▶ [Data excerpts]
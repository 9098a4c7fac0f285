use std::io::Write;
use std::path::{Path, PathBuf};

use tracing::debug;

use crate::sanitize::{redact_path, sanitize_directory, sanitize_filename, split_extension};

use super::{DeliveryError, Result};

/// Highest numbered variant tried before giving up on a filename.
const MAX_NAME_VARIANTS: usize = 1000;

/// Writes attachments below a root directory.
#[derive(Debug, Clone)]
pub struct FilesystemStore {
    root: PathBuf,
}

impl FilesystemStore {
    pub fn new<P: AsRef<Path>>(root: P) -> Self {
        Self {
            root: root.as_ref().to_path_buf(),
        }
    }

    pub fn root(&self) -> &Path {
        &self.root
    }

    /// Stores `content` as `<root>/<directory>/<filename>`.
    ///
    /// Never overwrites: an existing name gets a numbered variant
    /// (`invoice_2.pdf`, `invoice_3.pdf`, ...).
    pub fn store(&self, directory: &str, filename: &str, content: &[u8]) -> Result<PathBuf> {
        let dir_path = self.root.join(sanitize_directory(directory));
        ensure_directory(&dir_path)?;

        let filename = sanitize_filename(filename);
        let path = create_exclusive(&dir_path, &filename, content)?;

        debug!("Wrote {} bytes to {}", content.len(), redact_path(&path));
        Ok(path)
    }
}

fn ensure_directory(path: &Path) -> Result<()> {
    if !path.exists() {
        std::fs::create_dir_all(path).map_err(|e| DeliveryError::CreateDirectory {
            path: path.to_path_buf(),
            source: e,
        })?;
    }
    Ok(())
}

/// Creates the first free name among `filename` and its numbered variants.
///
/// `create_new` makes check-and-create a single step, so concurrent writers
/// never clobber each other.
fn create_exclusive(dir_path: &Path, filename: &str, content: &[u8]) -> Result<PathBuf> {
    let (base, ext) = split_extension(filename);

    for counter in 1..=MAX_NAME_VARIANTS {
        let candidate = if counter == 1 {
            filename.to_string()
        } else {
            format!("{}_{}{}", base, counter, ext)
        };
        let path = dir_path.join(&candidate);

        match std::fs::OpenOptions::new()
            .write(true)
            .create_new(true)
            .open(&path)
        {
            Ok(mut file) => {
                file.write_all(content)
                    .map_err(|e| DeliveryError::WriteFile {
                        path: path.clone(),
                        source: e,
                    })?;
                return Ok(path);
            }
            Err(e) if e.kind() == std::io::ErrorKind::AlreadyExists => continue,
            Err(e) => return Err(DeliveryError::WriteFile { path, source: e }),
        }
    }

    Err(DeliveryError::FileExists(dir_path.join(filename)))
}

--

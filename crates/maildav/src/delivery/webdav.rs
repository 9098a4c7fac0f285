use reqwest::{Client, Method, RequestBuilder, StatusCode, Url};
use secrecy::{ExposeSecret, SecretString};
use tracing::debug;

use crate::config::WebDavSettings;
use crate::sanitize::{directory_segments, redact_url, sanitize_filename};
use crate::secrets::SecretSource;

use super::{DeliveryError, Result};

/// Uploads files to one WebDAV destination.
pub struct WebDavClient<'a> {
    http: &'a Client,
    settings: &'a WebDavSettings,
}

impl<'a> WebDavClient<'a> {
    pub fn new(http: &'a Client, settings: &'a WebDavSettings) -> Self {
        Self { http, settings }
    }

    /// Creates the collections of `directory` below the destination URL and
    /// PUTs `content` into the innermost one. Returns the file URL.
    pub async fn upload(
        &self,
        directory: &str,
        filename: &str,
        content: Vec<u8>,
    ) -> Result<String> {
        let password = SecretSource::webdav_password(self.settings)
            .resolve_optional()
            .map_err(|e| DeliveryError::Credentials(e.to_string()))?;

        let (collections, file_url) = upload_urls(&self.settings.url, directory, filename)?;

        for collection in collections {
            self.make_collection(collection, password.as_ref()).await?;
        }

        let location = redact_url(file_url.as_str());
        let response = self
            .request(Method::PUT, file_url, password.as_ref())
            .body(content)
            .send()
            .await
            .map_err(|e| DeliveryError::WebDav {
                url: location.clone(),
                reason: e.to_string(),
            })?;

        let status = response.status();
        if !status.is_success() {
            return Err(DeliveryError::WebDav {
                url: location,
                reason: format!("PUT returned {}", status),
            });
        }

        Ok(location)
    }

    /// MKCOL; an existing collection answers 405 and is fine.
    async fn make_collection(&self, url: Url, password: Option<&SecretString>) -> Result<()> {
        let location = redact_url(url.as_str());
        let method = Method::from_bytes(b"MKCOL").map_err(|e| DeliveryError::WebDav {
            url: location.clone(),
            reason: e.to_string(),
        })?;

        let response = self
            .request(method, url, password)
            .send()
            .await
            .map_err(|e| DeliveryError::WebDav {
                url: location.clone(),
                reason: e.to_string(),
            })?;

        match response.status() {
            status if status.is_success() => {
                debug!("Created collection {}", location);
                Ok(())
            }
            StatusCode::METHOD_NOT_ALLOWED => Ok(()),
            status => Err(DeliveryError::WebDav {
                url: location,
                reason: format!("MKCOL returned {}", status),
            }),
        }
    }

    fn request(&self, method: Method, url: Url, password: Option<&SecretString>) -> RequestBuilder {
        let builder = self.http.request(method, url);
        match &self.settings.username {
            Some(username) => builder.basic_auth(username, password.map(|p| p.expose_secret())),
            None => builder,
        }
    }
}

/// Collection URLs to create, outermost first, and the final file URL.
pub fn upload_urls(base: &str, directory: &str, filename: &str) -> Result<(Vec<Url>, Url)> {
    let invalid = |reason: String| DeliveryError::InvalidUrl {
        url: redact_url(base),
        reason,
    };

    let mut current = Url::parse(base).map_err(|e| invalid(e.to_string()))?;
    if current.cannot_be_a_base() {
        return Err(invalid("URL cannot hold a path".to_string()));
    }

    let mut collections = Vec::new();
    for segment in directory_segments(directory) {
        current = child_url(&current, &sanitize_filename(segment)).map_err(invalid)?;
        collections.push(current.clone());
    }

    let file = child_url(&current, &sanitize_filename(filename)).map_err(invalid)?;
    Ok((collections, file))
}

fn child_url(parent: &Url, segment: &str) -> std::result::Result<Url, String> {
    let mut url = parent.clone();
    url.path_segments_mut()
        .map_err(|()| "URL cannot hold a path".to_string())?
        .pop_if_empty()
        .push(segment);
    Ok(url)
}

▶ [What the task asks] From the records above, copy out the line with "let mut collections = Vec::new();", the line with "url.path_segments_mut()", and every line between them, word for word.

▶ [Response for this exercise]
    let mut collections = Vec::new();
    for segment in directory_segments(directory) {
        current = child_url(&current, &sanitize_filename(segment)).map_err(invalid)?;
        collections.push(current.clone());
    }

    let file = child_url(&current, &sanitize_filename(filename)).map_err(invalid)?;
    Ok((collections, file))
}

fn child_url(parent: &Url, segment: &str) -> std::result::Result<Url, String> {
    let mut url = parent.clone();
    url.path_segments_mut()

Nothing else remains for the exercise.